I arranged for Lauren to come by every Monday from 2 to 4 PM. Typically, Lauren and I would jump into her vehicle do some chores, including the week’s shopping. Lauren, just 26, quickly learned the things I like. Moreover, she is a delight to work with and to be with. One time we picked up a nice piece of salmon. We got back to the house and began preparing dinner. I was pan broiling the salmon and the LP gas ran out! Luckily, my next-door neighbor, Deborah, said that we could use her electric stove. Lauren and I carried the pots over and finished the preparations. We sat down to dinner together and cleaned up afterward. What a delight.

When we were ordered by our governor to stay-at-home because of COVID-19, Lauren went to Trader Joe’s and picked up everything I needed for the week. I was set. However, a few weeks later Lauren did not show up at our normal time. I found out from her supervisor, Ann, that Lauren had a fever and would not be available for a couple of weeks. Ann provided a backup.

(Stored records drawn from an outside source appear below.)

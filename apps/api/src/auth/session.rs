//! Bearer-token sessions: HS256 JWTs whose subject is the user id.

use async_trait::async_trait;
use axum::{
    extract::FromRequestParts,
    http::{header, request::Parts},
};
use chrono::{DateTime, Duration, Utc};
use jsonwebtoken::{decode, encode, Algorithm, DecodingKey, EncodingKey, Header, Validation};
use serde::{Deserialize, Serialize};
use uuid::Uuid;

use crate::errors::AppError;
use crate::state::AppState;

pub const SESSION_DAYS: i64 = 7;

#[derive(Debug, Clone, Serialize, Deserialize)]
pub struct Claims {
    pub sub: Uuid,
    pub iat: i64,
    pub exp: i64,
}

#[derive(Clone)]
pub struct SessionKeys {
    encoding: EncodingKey,
    decoding: DecodingKey,
}

impl SessionKeys {
    pub fn new(secret: &[u8]) -> Self {
        Self {
            encoding: EncodingKey::from_secret(secret),
            decoding: DecodingKey::from_secret(secret),
        }
    }

    pub fn issue(&self, user_id: Uuid, now: DateTime<Utc>) -> Result<String, AppError> {
        let claims = Claims {
            sub: user_id,
            iat: now.timestamp(),
            exp: (now + Duration::days(SESSION_DAYS)).timestamp(),
        };
        encode(&Header::new(Algorithm::HS256), &claims, &self.encoding)
            .map_err(|e| AppError::Internal(anyhow::anyhow!("Failed to sign session token: {e}")))
    }

    pub fn verify(&self, token: &str) -> Result<Claims, AppError> {
        decode::<Claims>(token, &self.decoding, &Validation::new(Algorithm::HS256))
            .map(|data| data.claims)
            .map_err(|_| AppError::Unauthorized("Invalid or expired session".to_string()))
    }
}

/// The signed-in user, from `Authorization: Bearer <token>`.
///
/// Use `Option<AuthUser>` on routes where signing in is optional.
#[derive(Debug, Clone, Copy)]
pub struct AuthUser {
    pub user_id: Uuid,
}

#[async_trait]
impl FromRequestParts<AppState> for AuthUser {
    type Rejection = AppError;

    async fn from_request_parts(parts: &mut Parts, state: &AppState) -> Result<Self, Self::Rejection> {
        let token = parts
            .headers
            .get(header::AUTHORIZATION)
            .and_then(|value| value.to_str().ok())
            .and_then(|value| value.strip_prefix("Bearer "))
            .map(str::trim)
            .filter(|token| !token.is_empty())
            .ok_or_else(|| AppError::Unauthorized("Authentication required".to_string()))?;

        let claims = state.sessions.verify(token)?;
        Ok(AuthUser {
            user_id: claims.sub,
        })
    }
}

In the last three weeks I have reached out to Lauren a number of times — without success. Ann has had no word from her either. To put it mildly, I’m seriously concerned. I left messages to let Lauren know that I would really like to hear from her. I woke up this morning and realized that the experience provides me with an important lesson. Imagine Lauren had died.

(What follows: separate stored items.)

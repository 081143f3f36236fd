// Prompt templates for the Career Compass routes.

use super::request::{DocumentFormat, PromptTemplate};

const PDF: &[DocumentFormat] = &[DocumentFormat::Pdf];
const PDF_OR_IMAGE: &[DocumentFormat] = &[
    DocumentFormat::Pdf,
    DocumentFormat::Png,
    DocumentFormat::Jpeg,
];

/// Markdown career analysis of a resume.
pub static CAREER_COMPASS: PromptTemplate = PromptTemplate {
    instruction: CAREER_COMPASS_INSTRUCTION,
    document_lead_in: "Analyze the resume in the attached PDF file using this format:",
    text_heading: "RESUME CONTENT TO ANALYZE:",
    accepts: PDF,
};

/// Single JSON object with the same data points as the markdown analysis.
pub static STRUCTURED_COMPASS: PromptTemplate = PromptTemplate {
    instruction: STRUCTURED_COMPASS_INSTRUCTION,
    document_lead_in: "Analyze the resume in the attached PDF file for structured object generation:",
    text_heading: "Analyze the resume for structured object generation:",
    accepts: PDF,
};

/// Job recommendations only, for manually entered credentials.
pub static MANUAL_STRUCTURED: PromptTemplate = PromptTemplate {
    instruction: MANUAL_STRUCTURED_INSTRUCTION,
    document_lead_in: "Analyze the inputted credentials in the attached PDF file for structured object generation:",
    text_heading: "Analyze the inputted credentials for structured object generation:",
    accepts: PDF,
};

/// Resume detection; answers YES or NO.
pub static RESUME_VALIDATION: PromptTemplate = PromptTemplate {
    instruction: "Analyze the following document and determine if it's a resume. \
        Only respond with \"YES\" if it's a resume or \"NO\" if it's not a resume.",
    document_lead_in: "Document to analyze:",
    text_heading: "Content to analyze:",
    accepts: PDF_OR_IMAGE,
};

pub const MANUAL_DETAILS_VALIDATION: &str = "\
Analyze the following text that contains professional background information.
Determine if it contains sufficient information for a basic career analysis.

For a valid submission, the text MUST include:
1. Education information (degree, diploma, or qualification)
2. Skills information (at least 2-5 relevant skills)

Any additional personal information is optional and not required for validation.

Only respond with \"VALID\" if the text contains sufficient education and skills information,
or \"INVALID: [reason]\" if either education or skills information is missing or too vague.

Text to analyze:";

/// Formats previously generated structured data as a markdown report.
pub const STRUCTURED_TO_MARKDOWN: &str = "\
# Job Recommendations
**IMPORTANT: DO NOT USE CODE BLOCKS, JUST PLAIN TEXT MARKDOWN**

For each role, format as follows:

## [Role Title] + Experience Level

| Assessment Metric     | Details |
|-----------------------|---------|
| 🔍 Skills Match       | List the matching skills |
| 👤 Experience Match   | Show the experience alignment |
| 📖 Education Match    | Show the education relevance |
| 🏭 Industry Focus     | Specify the primary industry for this position |

### 💵 Salary Benchmarks
For more accurate salary estimates, consider using the following resources
- List the links

### 📈 Growth Potential
- Market Demand: Specify the expected job growth rate
- Upward Mobility: Describe promotion potential

### 🔗 Current Opportunities
- Format each opportunity as a markdown link with the platform name:
- [Platform: Search Query](URL)

### 📚 Skill Development
Format exactly as follows:

| Tutorial Title       | Description                          | Duration | Link |
|----------------------|--------------------------------------|----------|------|
| Course name          | Skills covered                       | Duration | URL  |

### 🌟 Career Path Projections
- List the potential career paths
- Include required steps
- Note estimated timeline to achieve the next level

### ⚖️ Work-Life Balance
- Describe typical work-life balance for this role

### 🤖 AI Analysis Insights
- Include the AI analysis explanation

---
## Overall Evaluation

### 📊 Job Fit Score Per Role
Format as:
- Job Title: Percentage";

pub const STRUCTURED_DATA_HEADING: &str = "STRUCTURED DATA TO FORMAT:";

const CAREER_COMPASS_INSTRUCTION: &str = "\
**STRICT PROCESSING ORDER (DO NOT SKIP):**
1. COMPLETE Candidate Profile Analysis FIRST
2. ONLY THEN proceed to Job Recommendations
3. Confirm all profile analysis sections are complete before continuing.
---

# 1. Candidate Profile Analysis

## A. Core Competency Identification
- 🏅 **Technical Strengths**
- 📊 **Skill Frequency Analysis**:
  - Analyze the frequency of skills mentioned
  - Estimate how long each skill has been used, based on work experience descriptions.
- 🧩 **Unique Value Proposition**:
  - Identify what makes the candidate distinct: rare skill combinations, notable achievements or niche industry experience.
- 🎗️ **Certifications**:
  - List all of the candidate's certifications if they have any.

## B. Work Experience Summary
- ⏳ **Total Professional Tenure Breakdown**:
  - Summarize years of experience by role and industry.
- 🔀 **Multi-Industry Transfer Potential**:
  - Identify industries where the candidate's skills and experience are transferable.
  - Base recommendations on overlapping skills, certifications, or past projects.
- 📌 **Highlight: Most Impactful Project/Initiative**:
  - Describe the project, its impact, and relevance to career goals.

## C. Educational Pathway Analysis
- 🎓 **Degree Utilization Spectrum**:
  - Analyze possible applications of the candidate's degree to different careers.
  - Include relevant coursework or projects that align with potential career paths.
- 📜 **Certification Opportunities**:
  - Suggest certifications based on existing skills.
- 🌐 **Emerging Tech Alignment**:
  - Identify emerging technologies relevant to the candidate's field and assess alignment with their skills and education.

---
# 2. Job Recommendations
**DO NOT START BEFORE PROFILE ANALYSIS IS COMPLETE**
For each role (5-7 total, tailored to experience level):

## [Role Title] + Experience Level

| Assessment Metric     | Details |
|-----------------------|---------|
| 🔍 Skills Match       | [List of matching skills] |
| 👤 Experience Match   | [Experience alignment] |
| 📖 Education Match    | [Education relevance] |

### 💵 Salary Benchmarks
- Emphasize that salaries vary significantly by industry, location, and company size.
  Refer to [Glassdoor](https://glassdoor.com) and [PayScale](https://payscale.com) for accurate, up-to-date information.

### 🔗 Current Opportunities
- Provide 3-4 job search queries without specifying company names, linked to job boards (LinkedIn, Indeed, Glassdoor, JobStreet).
- Example: [Software Engineering](https://www.linkedin.com/jobs/search/?keywords=software%20engineer)

### 📚 Skill Development
- Provide 4 resources for skill development, mixing online courses, certifications, tutorials and books.
- *Format tables EXACTLY as shown below:*

| Tutorial Title       | Description                          | Duration | Link |
|----------------------|--------------------------------------|----------|------|
| [Course Name]        | [Specific skills covered]            | Xh Ym    | URL  |
| [Certification Name] | [Relevance to role]                  | Xh Ym    | URL  |

### 🌟 Career Path Projections
- Provide potential career trajectories based on current skills and experience.
- Include steps to achieve these paths (certifications, additional experience).

### 🤖 AI Analysis Insights
- In 1-2 sentences, explain which parts of the profile made this role a strong match.

---
## 3. Overall Evaluation
**Important:** Do not start until job recommendations are complete.

### Overall Job Fit Score Per Role
- Report the final fit score (e.g., 73.5%) for each role, one per line:
  \"Software Engineer: 75.9%\"

---
**Formatting Rules:**
1. Tables use pipe formatting with headers, keep descriptions under 25 words and show durations as Xh Ym.
2. Links use clean formatting: [Display Text](URL). No broken links.
3. Language is clear and accessible. Define technical terms when they are necessary.";

// One job recommendation, shared by the resume and manual structured prompts.
macro_rules! recommendation_shape {
    () => {
r#"{
  "roleTitle": "job title",
  "experienceLevel": "entry/mid/senior",
  "industryFocus": "primary industry for this role",
  "workplaceType": "remote/hybrid/onsite",
  "assessment": {
    "skillsMatch": ["matching skill"],
    "skillGaps": ["missing skill"],
    "experienceMatch": "experience alignment",
    "educationMatch": "education relevance",
    "cultureFit": "alignment with typical culture for this role"
  },
  "salaryBenchmarks": {
    "description": "For more accurate salary estimates, consider using the following resources:",
    "links": [{ "platform": "Glassdoor", "searchQuery": "query", "url": "https://..." }]
  },
  "growthPotential": { "marketDemand": "expected job growth", "upwardMobility": "promotion potential" },
  "currentOpportunities": [
    { "platform": "LinkedIn", "searchQuery": "query", "url": "https://..." }
  ],
  "skillDevelopment": [
    { "title": "resource title", "description": "what it covers", "duration": "6h 30m", "link": "https://..." }
  ],
  "careerPathProjections": {
    "potentialPaths": ["trajectory"],
    "requiredSteps": ["step"],
    "timelineEstimate": "time to reach next level"
  },
  "randomForestInsights": "why the profile matches this role",
  "workLifeBalance": "typical work-life balance"
}"#
    };
}

const STRUCTURED_COMPASS_INSTRUCTION: &str = concat!(
    "Generate a structured JSON object with comprehensive career analysis data based on the resume.

IMPORTANT: This system supports ALL career fields, not just IT or Computer Science. Adapt your analysis to the specific industry and career path evident in the resume.

IF the resume lacks very basic data of skills and education, ONLY generate the \"resumeImprovement\" section.

Top-level shape:
{
  \"candidateProfile\": {
    \"coreCompetencies\": {
      \"technicalSkills\": [], \"softSkills\": [], \"mostUsedSkill\": [\"3 or 4 skills\"],
      \"uniqueValueProposition\": \"\", \"certifications\": []
    },
    \"workExperience\": {
      \"totalProfessionalTenure\": \"\", \"seniorityLevel\": \"\", \"industryTransferPotential\": [],
      \"keyAccomplishments\": [],
      \"mostImpactfulProject\": { \"title\": \"\", \"description\": \"\", \"impact\": \"\", \"relevance\": \"\", \"technologies\": [] }
    },
    \"education\": {
      \"highestDegree\": \"\", \"relevantCoursework\": [], \"degreeUtilization\": [],
      \"certificationOpportunities\": [], \"emergingTechAlignment\": []
    },
    \"careerProgression\": { \"growthTrajectory\": \"\", \"gapAnalysis\": [], \"transitionReadiness\": \"\" }
  },
  \"jobRecommendations\": [ /* 5 to 7 recommendations */ ],
  \"overallEvaluation\": {
    \"jobFitScores\": { \"<job title>\": 73.5 },
    \"marketPositioning\": { \"competitiveAdvantages\": [], \"improvementAreas\": [] },
    \"interviewReadiness\": { \"commonQuestions\": [], \"suggestedTalkingPoints\": [] },
    \"personalBrandingSuggestions\": []
  },
  \"resumeImprovement\": {
    \"overallAssessment\": \"\", \"missingElements\": [], \"formattingIssues\": [],
    \"contentWeaknesses\": [], \"actionableSteps\": [],
    \"professionalResourceLinks\": [{ \"title\": \"\", \"description\": \"\", \"link\": \"\" }]
  }
}

Each job recommendation has this shape. Include EXACTLY 4 currentOpportunities and EXACTLY 4 skillDevelopment resources of different types:
",
    recommendation_shape!()
);

const MANUAL_STRUCTURED_INSTRUCTION: &str = concat!(
    "Generate a structured JSON object with job recommendations based on the input credentials.
IMPORTANT: This system supports ALL career fields, not just IT or Computer Science. Adapt your analysis to the specific industry and career path evident in the credentials.

Respond with { \"jobRecommendations\": [...] } containing between 3 and 7 recommendations (aim for at least 4).
Each recommendation MUST include EXACTLY 4 currentOpportunities and EXACTLY 4 skillDevelopment resources, and has this shape:
",
    recommendation_shape!()
);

Under those circumstances the first thing is to understand and admit to that. If it were true, I will not see or be able to interact with her in the way I did previously. What I will miss is are our good times together and what she contributed to my life. That realization is called ‘grieving’.

If Lauren were no longer with us, what I have to accept and acknowledge is that times have changed. All I can do is adapt to the new reality and adjust to the new circumstances. Our time together and the services that Lauren provided would no longer be a reality. I’d have to find other ways or resources to fill the gap. That becomes my responsibility and leaves all the adjustments to the loss on me.

What is true for me, is true for anyone else who loses someone that they have relied on for support or companionship. COVID-19 has brought this reality home to many of us. As difficult and painful as it is, it is part of the new reality.

Hopefully, Lauren is okay.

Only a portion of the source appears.